Greatest hits album by Blink-182
- Released: October 31, 2005
- Recorded: 1994–2005
- Genres: Pop-punk; punk rock; skate punk; alternative rock;
- Length: 54:38
- Label: Geffen
- Producers: O; Mark Trombino; Jerry Finn; Blink-182;

Blink-182 chronology
| Blink-182 (2003) | Greatest Hits (2005) | Neighborhoods (2011) |

Blink-182 video chronology
| The Urethra Chronicles II: Harder, Faster Faster, Harder (2002) | Greatest Hits (2005) |  |

Singles from Greatest Hits
- "Not Now" Released: November 28, 2005;

= Greatest Hits (Blink-182 album) =

2005 compilation album by Blink-182

Greatest Hits is the first greatest hits album of American rock band Blink-182. It was released on October 31, 2005, by Geffen Records. Greatest Hits was created by Geffen shortly after the band's February 2005 breakup, termed an "indefinite hiatus" by the label.
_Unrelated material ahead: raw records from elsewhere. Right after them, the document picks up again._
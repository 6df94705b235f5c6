//! In-memory backends for unit tests

use async_trait::async_trait;
use std::collections::HashMap;
use std::sync::{Arc, Mutex};
use tokio::sync::oneshot;

use crate::error::{BackendError, BackendResult};
use crate::identity::{DocumentList, DocumentQuery, Identity, IdentityBackend};
use crate::tracker::{
    parse_graph, AnalyticsBackend, AnalyticsPage, AnalyticsRecord, CreatedScript, GraphPoint,
    TrackEvent,
};

pub(crate) const GOOD_OAUTH_SECRET: &str = "good-secret";

/// Identity backend holding accounts, one session and script documents
#[derive(Default)]
pub(crate) struct FakeIdentity {
    accounts: Mutex<HashMap<String, (String, Identity)>>,
    session: Mutex<Option<Identity>>,
    documents: Mutex<Vec<serde_json::Value>>,
    account_failure: Mutex<Option<BackendError>>,
    calls: Mutex<Vec<String>>,
}

impl FakeIdentity {
    pub(crate) fn new() -> Arc<Self> {
        Arc::new(Self::default())
    }

    pub(crate) fn with_account(self: Arc<Self>, id: &str, email: &str, password: &str) -> Arc<Self> {
        let identity = Identity {
            id: id.to_string(),
            email: email.to_string(),
            name: String::new(),
        };
        self.accounts
            .lock()
            .unwrap()
            .insert(email.to_string(), (password.to_string(), identity));
        self
    }

    pub(crate) fn sign_in(&self, email: &str) {
        let accounts = self.accounts.lock().unwrap();
        *self.session.lock().unwrap() = accounts.get(email).map(|(_, i)| i.clone());
    }

    pub(crate) fn fail_account_with(&self, err: BackendError) {
        *self.account_failure.lock().unwrap() = Some(err);
    }

    pub(crate) fn add_document(&self, doc: serde_json::Value) {
        self.documents.lock().unwrap().push(doc);
    }

    pub(crate) fn calls(&self) -> Vec<String> {
        self.calls.lock().unwrap().clone()
    }

    fn record(&self, call: impl Into<String>) {
        self.calls.lock().unwrap().push(call.into());
    }
}

#[async_trait]
impl IdentityBackend for FakeIdentity {
    async fn get_account(&self) -> BackendResult<Identity> {
        self.record("get_account");
        if let Some(err) = self.account_failure.lock().unwrap().take() {
            return Err(err);
        }
        self.session
            .lock()
            .unwrap()
            .clone()
            .ok_or_else(|| BackendError::api(401, "User (role: guests) missing scope (account)"))
    }

    async fn create_email_password_session(
        &self,
        email: &str,
        password: &str,
    ) -> BackendResult<()> {
        self.record(format!("create_session:{}", email));
        let accounts = self.accounts.lock().unwrap();
        match accounts.get(email) {
            Some((stored, identity)) if stored == password => {
                *self.session.lock().unwrap() = Some(identity.clone());
                Ok(())
            }
            _ => Err(BackendError::Api {
                status: 401,
                code: Some("user_invalid_credentials".to_string()),
                message: "Invalid credentials. Please check the email and password.".to_string(),
            }),
        }
    }

    async fn create_account(
        &self,
        user_id: &str,
        email: &str,
        password: &str,
        name: Option<&str>,
    ) -> BackendResult<Identity> {
        self.record(format!("create_account:{}", email));
        let mut accounts = self.accounts.lock().unwrap();
        if accounts.contains_key(email) {
            return Err(BackendError::Api {
                status: 409,
                code: Some("user_already_exists".to_string()),
                message: "A user with the same id, email, or phone already exists".to_string(),
            });
        }
        let identity = Identity {
            id: user_id.to_string(),
            email: email.to_string(),
            name: name.unwrap_or_default().to_string(),
        };
        accounts.insert(email.to_string(), (password.to_string(), identity.clone()));
        Ok(identity)
    }

    async fn delete_current_session(&self) -> BackendResult<()> {
        self.record("delete_session");
        match self.session.lock().unwrap().take() {
            Some(_) => Ok(()),
            None => Err(BackendError::api(401, "No session")),
        }
    }

    fn oauth_authorization_url(
        &self,
        provider: &str,
        success_url: &str,
        failure_url: &str,
    ) -> BackendResult<String> {
        Ok(format!(
            "https://identity.test/v1/account/tokens/oauth2/{}?success={}&failure={}",
            provider,
            urlencoding::encode(success_url),
            urlencoding::encode(failure_url)
        ))
    }

    async fn create_session_from_token(&self, user_id: &str, secret: &str) -> BackendResult<()> {
        self.record(format!("create_token_session:{}", user_id));
        if secret != GOOD_OAUTH_SECRET {
            return Err(BackendError::api(401, "Invalid token"));
        }
        let accounts = self.accounts.lock().unwrap();
        let identity = accounts
            .values()
            .map(|(_, i)| i)
            .find(|i| i.id == user_id)
            .cloned()
            .ok_or_else(|| BackendError::api(404, "User not found"))?;
        *self.session.lock().unwrap() = Some(identity);
        Ok(())
    }

    async fn create_recovery(&self, email: &str, redirect_url: &str) -> BackendResult<()> {
        self.record(format!("create_recovery:{}:{}", email, redirect_url));
        if self.accounts.lock().unwrap().contains_key(email) {
            Ok(())
        } else {
            Err(BackendError::api(404, "User with the requested ID could not be found."))
        }
    }

    async fn list_documents(
        &self,
        database_id: &str,
        collection_id: &str,
        queries: &[DocumentQuery],
    ) -> BackendResult<DocumentList> {
        self.record(format!("list_documents:{}:{}", database_id, collection_id));
        let documents: Vec<serde_json::Value> = self
            .documents
            .lock()
            .unwrap()
            .iter()
            .filter(|doc| queries.contains(&DocumentQuery::equal("userId", doc["userId"].clone())))
            .cloned()
            .collect();

        Ok(DocumentList {
            total: documents.len() as u64,
            documents,
        })
    }
}

/// Analytics backend with canned responses and optional gates that hold a
/// graph or table response until the test releases it
#[derive(Default)]
pub(crate) struct FakeTracker {
    identity: Option<Arc<FakeIdentity>>,
    records: Vec<AnalyticsRecord>,
    graphs: Mutex<HashMap<u32, serde_json::Value>>,
    gates: Mutex<HashMap<u32, oneshot::Receiver<()>>>,
    page_gates: Mutex<HashMap<u32, oneshot::Receiver<()>>>,
    failing: Mutex<bool>,
    next_id: Mutex<u32>,
    calls: Mutex<Vec<String>>,
}

impl FakeTracker {
    pub(crate) fn new() -> Self {
        Self::default()
    }

    /// Created scripts are written as documents into this identity backend
    pub(crate) fn with_identity(mut self, identity: Arc<FakeIdentity>) -> Self {
        self.identity = Some(identity);
        self
    }

    pub(crate) fn with_records(mut self, count: usize) -> Self {
        self.records = (0..count)
            .map(|i| AnalyticsRecord {
                script_id: Some("s-1".to_string()),
                ip_address: format!("203.0.113.{}", i),
                timestamp: "2025-03-04T10:00:00Z".to_string(),
                user_agent: "Mozilla/5.0".to_string(),
                city: None,
                latitude: None,
                longitude: None,
                page_views: Some(1),
            })
            .collect();
        self
    }

    pub(crate) fn with_graph(self, days: u32, body: serde_json::Value) -> Self {
        self.graphs.lock().unwrap().insert(days, body);
        self
    }

    /// Hold the next graph response for `days` until the returned sender fires
    pub(crate) fn gate(&self, days: u32) -> oneshot::Sender<()> {
        let (tx, rx) = oneshot::channel();
        self.gates.lock().unwrap().insert(days, rx);
        tx
    }

    /// Hold the next table response for `page` until the returned sender fires
    pub(crate) fn gate_page(&self, page: u32) -> oneshot::Sender<()> {
        let (tx, rx) = oneshot::channel();
        self.page_gates.lock().unwrap().insert(page, rx);
        tx
    }

    pub(crate) fn set_failing(&self, failing: bool) {
        *self.failing.lock().unwrap() = failing;
    }

    pub(crate) fn calls(&self) -> Vec<String> {
        self.calls.lock().unwrap().clone()
    }

    fn record(&self, call: String) {
        self.calls.lock().unwrap().push(call);
    }

    fn check_failing(&self) -> BackendResult<()> {
        if *self.failing.lock().unwrap() {
            Err(BackendError::Unavailable)
        } else {
            Ok(())
        }
    }
}

#[async_trait]
impl AnalyticsBackend for FakeTracker {
    async fn create_script(&self, owner_id: &str, name: &str) -> BackendResult<CreatedScript> {
        self.record(format!("create_script:{}:{}", owner_id, name));
        self.check_failing()?;

        let script_id = {
            let mut next = self.next_id.lock().unwrap();
            *next += 1;
            format!("script-{}", next)
        };
        let snippet = format!("<script src=\"https://t.test/{}.js\"></script>", script_id);

        if let Some(identity) = &self.identity {
            identity.add_document(serde_json::json!({
                "scriptId": script_id,
                "scriptName": name,
                "script": snippet,
                "userId": owner_id,
            }));
        }

        Ok(CreatedScript {
            script_id,
            snippet: Some(snippet),
            owner_id: owner_id.to_string(),
        })
    }

    async fn fetch_analytics(
        &self,
        script_id: &str,
        page: u32,
        limit: u32,
    ) -> BackendResult<AnalyticsPage> {
        self.record(format!("analytics:{}:{}:{}", script_id, page, limit));

        let gate = self.page_gates.lock().unwrap().remove(&page);
        if let Some(gate) = gate {
            let _ = gate.await;
        }
        self.check_failing()?;

        let start = (page.max(1) as usize - 1).saturating_mul(limit as usize);
        let documents = self
            .records
            .iter()
            .skip(start)
            .take(limit as usize)
            .cloned()
            .collect();

        Ok(AnalyticsPage {
            documents,
            total: self.records.len() as u64,
        })
    }

    async fn fetch_graph(&self, script_id: &str, days: u32) -> BackendResult<Vec<GraphPoint>> {
        self.record(format!("graph:{}:{}", script_id, days));

        let gate = self.gates.lock().unwrap().remove(&days);
        if let Some(gate) = gate {
            let _ = gate.await;
        }
        self.check_failing()?;

        let body = self
            .graphs
            .lock()
            .unwrap()
            .get(&days)
            .cloned()
            .unwrap_or_else(|| serde_json::json!({ "graphData": [] }));

        parse_graph(body)
    }

    async fn track(&self, event: &TrackEvent) -> BackendResult<()> {
        self.record(format!("track:{}", event.script_id));
        self.check_failing()
    }
}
Tensions had risen in the group and guitarist Tom DeLonge desired to take time off. Bassist Mark Hoppus and Travis Barker argued with DeLonge regarding the band's future and their possible next album, and heated exchanges led to DeLonge's exit. In the interim, Hoppus and Barker continued playing together in +44, and DeLonge formed his new outfit Angels & Airwaves.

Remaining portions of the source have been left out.